### INPUT RECORDS
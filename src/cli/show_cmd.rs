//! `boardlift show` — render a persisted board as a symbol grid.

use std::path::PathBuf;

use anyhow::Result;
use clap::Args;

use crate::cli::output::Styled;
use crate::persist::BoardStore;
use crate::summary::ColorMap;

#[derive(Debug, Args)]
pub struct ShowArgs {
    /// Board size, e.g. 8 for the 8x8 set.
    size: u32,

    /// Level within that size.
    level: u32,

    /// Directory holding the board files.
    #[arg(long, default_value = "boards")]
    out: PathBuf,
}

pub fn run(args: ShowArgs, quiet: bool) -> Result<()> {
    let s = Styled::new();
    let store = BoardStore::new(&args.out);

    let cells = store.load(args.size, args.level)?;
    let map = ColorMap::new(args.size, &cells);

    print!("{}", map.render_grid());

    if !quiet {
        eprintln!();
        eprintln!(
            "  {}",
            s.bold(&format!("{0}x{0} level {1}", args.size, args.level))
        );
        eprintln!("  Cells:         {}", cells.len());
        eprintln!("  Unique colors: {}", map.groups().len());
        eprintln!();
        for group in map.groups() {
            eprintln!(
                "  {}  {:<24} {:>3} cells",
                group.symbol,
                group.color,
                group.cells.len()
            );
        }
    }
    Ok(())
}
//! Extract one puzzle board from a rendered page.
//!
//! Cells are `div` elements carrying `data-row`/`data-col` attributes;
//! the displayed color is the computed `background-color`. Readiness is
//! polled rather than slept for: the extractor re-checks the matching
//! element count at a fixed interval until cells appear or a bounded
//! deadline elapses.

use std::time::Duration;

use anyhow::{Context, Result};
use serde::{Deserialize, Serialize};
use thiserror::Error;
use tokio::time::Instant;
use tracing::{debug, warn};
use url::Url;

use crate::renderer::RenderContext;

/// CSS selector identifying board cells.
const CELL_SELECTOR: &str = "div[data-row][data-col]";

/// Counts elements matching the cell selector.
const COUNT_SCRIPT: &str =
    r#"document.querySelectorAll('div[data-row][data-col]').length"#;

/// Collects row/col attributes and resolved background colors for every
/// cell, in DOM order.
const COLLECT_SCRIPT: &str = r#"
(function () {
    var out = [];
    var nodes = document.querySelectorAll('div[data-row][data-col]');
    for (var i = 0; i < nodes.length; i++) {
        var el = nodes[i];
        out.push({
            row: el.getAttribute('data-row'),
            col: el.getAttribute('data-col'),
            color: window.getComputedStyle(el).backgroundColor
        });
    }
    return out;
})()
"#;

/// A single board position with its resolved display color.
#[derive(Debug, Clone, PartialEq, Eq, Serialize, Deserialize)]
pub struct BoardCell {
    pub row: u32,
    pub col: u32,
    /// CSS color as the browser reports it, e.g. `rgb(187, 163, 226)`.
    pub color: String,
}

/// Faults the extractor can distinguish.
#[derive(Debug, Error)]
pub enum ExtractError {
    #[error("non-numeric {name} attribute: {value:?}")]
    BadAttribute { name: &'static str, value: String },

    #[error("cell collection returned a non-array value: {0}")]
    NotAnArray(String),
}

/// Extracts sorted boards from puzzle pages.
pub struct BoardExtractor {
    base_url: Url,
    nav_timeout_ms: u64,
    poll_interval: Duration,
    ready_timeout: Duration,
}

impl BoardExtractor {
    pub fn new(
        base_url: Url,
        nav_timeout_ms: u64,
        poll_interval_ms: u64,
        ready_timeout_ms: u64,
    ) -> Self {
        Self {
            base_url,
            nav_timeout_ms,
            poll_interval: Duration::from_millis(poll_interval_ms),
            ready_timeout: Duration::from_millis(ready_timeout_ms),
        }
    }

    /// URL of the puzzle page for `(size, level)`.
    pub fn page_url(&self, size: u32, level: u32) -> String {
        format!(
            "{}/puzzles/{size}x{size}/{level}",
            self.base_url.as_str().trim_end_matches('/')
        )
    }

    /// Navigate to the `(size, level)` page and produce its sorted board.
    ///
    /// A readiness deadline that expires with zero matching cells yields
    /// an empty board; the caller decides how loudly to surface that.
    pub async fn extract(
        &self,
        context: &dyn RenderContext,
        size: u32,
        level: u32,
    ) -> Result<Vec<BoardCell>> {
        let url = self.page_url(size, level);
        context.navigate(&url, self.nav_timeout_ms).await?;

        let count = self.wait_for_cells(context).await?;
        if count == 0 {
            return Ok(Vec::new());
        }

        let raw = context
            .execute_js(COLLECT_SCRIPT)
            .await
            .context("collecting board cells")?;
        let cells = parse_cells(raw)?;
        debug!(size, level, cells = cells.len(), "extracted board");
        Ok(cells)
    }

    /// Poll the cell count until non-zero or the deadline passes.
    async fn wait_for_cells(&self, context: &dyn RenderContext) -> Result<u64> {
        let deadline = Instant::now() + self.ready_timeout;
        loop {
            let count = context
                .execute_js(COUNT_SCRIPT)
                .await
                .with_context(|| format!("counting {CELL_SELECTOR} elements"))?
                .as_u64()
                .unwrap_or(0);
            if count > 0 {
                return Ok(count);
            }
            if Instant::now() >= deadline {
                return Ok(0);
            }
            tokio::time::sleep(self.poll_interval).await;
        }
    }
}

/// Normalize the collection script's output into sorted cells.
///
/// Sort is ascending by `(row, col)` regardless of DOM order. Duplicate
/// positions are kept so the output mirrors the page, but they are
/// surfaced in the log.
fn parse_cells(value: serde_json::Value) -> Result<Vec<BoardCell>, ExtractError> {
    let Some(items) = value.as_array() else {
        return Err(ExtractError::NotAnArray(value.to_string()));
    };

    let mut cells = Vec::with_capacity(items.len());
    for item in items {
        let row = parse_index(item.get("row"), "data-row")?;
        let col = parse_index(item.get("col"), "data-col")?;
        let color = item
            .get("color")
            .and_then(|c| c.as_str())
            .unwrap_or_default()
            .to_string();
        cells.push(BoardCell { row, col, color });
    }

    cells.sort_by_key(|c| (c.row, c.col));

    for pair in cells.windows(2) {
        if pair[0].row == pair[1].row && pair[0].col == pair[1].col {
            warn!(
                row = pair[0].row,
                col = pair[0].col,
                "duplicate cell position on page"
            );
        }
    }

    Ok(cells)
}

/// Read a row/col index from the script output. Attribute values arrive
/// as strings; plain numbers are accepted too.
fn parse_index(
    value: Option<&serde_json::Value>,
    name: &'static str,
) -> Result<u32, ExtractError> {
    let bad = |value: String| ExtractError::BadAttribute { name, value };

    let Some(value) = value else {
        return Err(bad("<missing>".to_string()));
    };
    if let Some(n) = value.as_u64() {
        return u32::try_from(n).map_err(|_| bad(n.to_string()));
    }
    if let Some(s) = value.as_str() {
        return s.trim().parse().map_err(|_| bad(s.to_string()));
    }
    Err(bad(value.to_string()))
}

### YOUR INSTRUCTIONS
Each line of the listing should be echoed back exactly.

### TASK SOLUTION
filename src/cli/show_cmd.rs
//! `boardlift show` — render a persisted board as a symbol grid.

use std::path::PathBuf;

use anyhow::Result;
use clap::Args;

use crate::cli::output::Styled;
use crate::persist::BoardStore;
use crate::summary::ColorMap;

#[derive(Debug, Args)]
pub struct ShowArgs {
    /// Board size, e.g. 8 for the 8x8 set.
    size: u32,

    /// Level within that size.
    level: u32,

    /// Directory holding the board files.
    #[arg(long, default_value = "boards")]
    out: PathBuf,
}

pub fn run(args: ShowArgs, quiet: bool) -> Result<()> {
    let s = Styled::new();
    let store = BoardStore::new(&args.out);

    let cells = store.load(args.size, args.level)?;
    let map = ColorMap::new(args.size, &cells);

    print!("{}", map.render_grid());

    if !quiet {
        eprintln!();
        eprintln!(
            "  {}",
            s.bold(&format!("{0}x{0} level {1}", args.size, args.level))
        );
        eprintln!("  Cells:         {}", cells.len());
        eprintln!("  Unique colors: {}", map.groups().len());
        eprintln!();
        for group in map.groups() {
            eprintln!(
                "  {}  {:<24} {:>3} cells",
                group.symbol,
                group.color,
                group.cells.len()
            );
        }
    }
    Ok(())
}
//! Extract one puzzle board from a rendered page.
//!
//! Cells are `div` elements carrying `data-row`/`data-col` attributes;
//! the displayed color is the computed `background-color`. Readiness is
//! polled rather than slept for: the extractor re-checks the matching
//! element count at a fixed interval until cells appear or a bounded
//! deadline elapses.

use std::time::Duration;

use anyhow::{Context, Result};
use serde::{Deserialize, Serialize};
use thiserror::Error;
use tokio::time::Instant;
use tracing::{debug, warn};
use url::Url;

use crate::renderer::RenderContext;

/// CSS selector identifying board cells.
const CELL_SELECTOR: &str = "div[data-row][data-col]";

/// Counts elements matching the cell selector.
const COUNT_SCRIPT: &str =
    r#"document.querySelectorAll('div[data-row][data-col]').length"#;

/// Collects row/col attributes and resolved background colors for every
/// cell, in DOM order.
const COLLECT_SCRIPT: &str = r#"
(function () {
    var out = [];
    var nodes = document.querySelectorAll('div[data-row][data-col]');
    for (var i = 0; i < nodes.length; i++) {
        var el = nodes[i];
        out.push({
            row: el.getAttribute('data-row'),
            col: el.getAttribute('data-col'),
            color: window.getComputedStyle(el).backgroundColor
        });
    }
    return out;
})()
"#;

/// A single board position with its resolved display color.
#[derive(Debug, Clone, PartialEq, Eq, Serialize, Deserialize)]
pub struct BoardCell {
    pub row: u32,
    pub col: u32,
    /// CSS color as the browser reports it, e.g. `rgb(187, 163, 226)`.
    pub color: String,
}

/// Faults the extractor can distinguish.
#[derive(Debug, Error)]
pub enum ExtractError {
    #[error("non-numeric {name} attribute: {value:?}")]
    BadAttribute { name: &'static str, value: String },

    #[error("cell collection returned a non-array value: {0}")]
    NotAnArray(String),
}

/// Extracts sorted boards from puzzle pages.
pub struct BoardExtractor {
    base_url: Url,
    nav_timeout_ms: u64,
    poll_interval: Duration,
    ready_timeout: Duration,
}

impl BoardExtractor {
    pub fn new(
        base_url: Url,
        nav_timeout_ms: u64,
        poll_interval_ms: u64,
        ready_timeout_ms: u64,
    ) -> Self {
        Self {
            base_url,
            nav_timeout_ms,
            poll_interval: Duration::from_millis(poll_interval_ms),
            ready_timeout: Duration::from_millis(ready_timeout_ms),
        }
    }

    /// URL of the puzzle page for `(size, level)`.
    pub fn page_url(&self, size: u32, level: u32) -> String {
        format!(
            "{}/puzzles/{size}x{size}/{level}",
            self.base_url.as_str().trim_end_matches('/')
        )
    }

    /// Navigate to the `(size, level)` page and produce its sorted board.
    ///
    /// A readiness deadline that expires with zero matching cells yields
    /// an empty board; the caller decides how loudly to surface that.
    pub async fn extract(
        &self,
        context: &dyn RenderContext,
        size: u32,
        level: u32,
    ) -> Result<Vec<BoardCell>> {
        let url = self.page_url(size, level);
        context.navigate(&url, self.nav_timeout_ms).await?;

        let count = self.wait_for_cells(context).await?;
        if count == 0 {
            return Ok(Vec::new());
        }

        let raw = context
            .execute_js(COLLECT_SCRIPT)
            .await
            .context("collecting board cells")?;
        let cells = parse_cells(raw)?;
        debug!(size, level, cells = cells.len(), "extracted board");
        Ok(cells)
    }

    /// Poll the cell count until non-zero or the deadline passes.
    async fn wait_for_cells(&self, context: &dyn RenderContext) -> Result<u64> {
        let deadline = Instant::now() + self.ready_timeout;
        loop {
            let count = context
                .execute_js(COUNT_SCRIPT)
                .await
                .with_context(|| format!("counting {CELL_SELECTOR} elements"))?
                .as_u64()
                .unwrap_or(0);
            if count > 0 {
                return Ok(count);
            }
            if Instant::now() >= deadline {
                return Ok(0);
            }
            tokio::time::sleep(self.poll_interval).await;
        }
    }
}

/// Normalize the collection script's output into sorted cells.
///
/// Sort is ascending by `(row, col)` regardless of DOM order. Duplicate
/// positions are kept so the output mirrors the page, but they are
/// surfaced in the log.
fn parse_cells(value: serde_json::Value) -> Result<Vec<BoardCell>, ExtractError> {
    let Some(items) = value.as_array() else {
        return Err(ExtractError::NotAnArray(value.to_string()));
    };

    let mut cells = Vec::with_capacity(items.len());
    for item in items {
        let row = parse_index(item.get("row"), "data-row")?;
        let col = parse_index(item.get("col"), "data-col")?;
        let color = item
            .get("color")
            .and_then(|c| c.as_str())
            .unwrap_or_default()
            .to_string();
        cells.push(BoardCell { row, col, color });
    }

    cells.sort_by_key(|c| (c.row, c.col));

    for pair in cells.windows(2) {
        if pair[0].row == pair[1].row && pair[0].col == pair[1].col {
            warn!(
                row = pair[0].row,
                col = pair[0].col,
                "duplicate cell position on page"
            );
        }
    }

    Ok(cells)
}

/// Read a row/col index from the script output. Attribute values arrive
/// as strings; plain numbers are accepted too.
fn parse_index(
    value: Option<&serde_json::Value>,
    name: &'static str,
) -> Result<u32, ExtractError> {
    let bad = |value: String| ExtractError::BadAttribute { name, value };

    let Some(value) = value else {
        return Err(bad("<missing>".to_string()));
    };
    if let Some(n) = value.as_u64() {
        return u32::try_from(n).map_err(|_| bad(n.to_string()));
    }
    if let Some(s) = value.as_str() {
        return s.trim().parse().map_err(|_| bad(s.to_string()));
    }
    Err(bad(value.to_string()))
}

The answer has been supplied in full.